● **Instructions for the task**:
Lift out all lines below that contain "Serialize".

● **Records for this task**:
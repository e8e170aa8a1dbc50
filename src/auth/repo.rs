use serde::{Deserialize, Serialize};
use sqlx::{FromRow, PgPool};
use time::OffsetDateTime;

/// User record in the database.
#[derive(Debug, Clone, Serialize, Deserialize, FromRow)]
pub struct User {
    pub id: i64,
    pub email: String,
    #[serde(skip_serializing)]
    pub password_hash: String,
    #[serde(with = "time::serde::rfc3339")]
    pub created_at: OffsetDateTime,
}

impl User {
    pub async fn find_by_email(db: &PgPool, email: &str) -> anyhow::Result<Option<User>> {
        let user = sqlx::query_as::<_, User>(
            r#"
            SELECT id, email, password_hash, created_at
            FROM users
            WHERE email = $1
            "#,
        )
        .bind(email)
        .fetch_optional(db)
        .await?;
        Ok(user)
    }

    pub async fn find_by_id(db: &PgPool, id: i64) -> anyhow::Result<Option<User>> {
        let user = sqlx::query_as::<_, User>(
            r#"
            SELECT id, email, password_hash, created_at
            FROM users
            WHERE id = $1
            "#,
        )
        .bind(id)
        .fetch_optional(db)
        .await?;
        Ok(user)
    }

    /// Create a new user with an already hashed password.
    pub async fn create(db: &PgPool, email: &str, password_hash: &str) -> sqlx::Result<User> {
        sqlx::query_as::<_, User>(
            r#"
            INSERT INTO users (email, password_hash)
            VALUES ($1, $2)
            RETURNING id, email, password_hash, created_at
            "#,
        )
        .bind(email)
        .bind(password_hash)
        .fetch_one(db)
        .await
    }

    /// Remove a user together with every asset they own, in one transaction.
    /// Administrative operation; not reachable over HTTP.
    #[cfg_attr(not(feature = "integration"), allow(dead_code))]
    pub async fn delete_with_assets(db: &PgPool, id: i64) -> anyhow::Result<bool> {
        let mut tx = db.begin().await?;
        sqlx::query("DELETE FROM assets WHERE owner_id = $1")
            .bind(id)
            .execute(&mut *tx)
            .await?;
        let deleted = sqlx::query("DELETE FROM users WHERE id = $1")
            .bind(id)
            .execute(&mut *tx)
            .await?
            .rows_affected();
        tx.commit().await?;
        Ok(deleted > 0)
    }
}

● **Exercise response**:
use serde::{Deserialize, Serialize};
#[derive(Debug, Clone, Serialize, Deserialize, FromRow)]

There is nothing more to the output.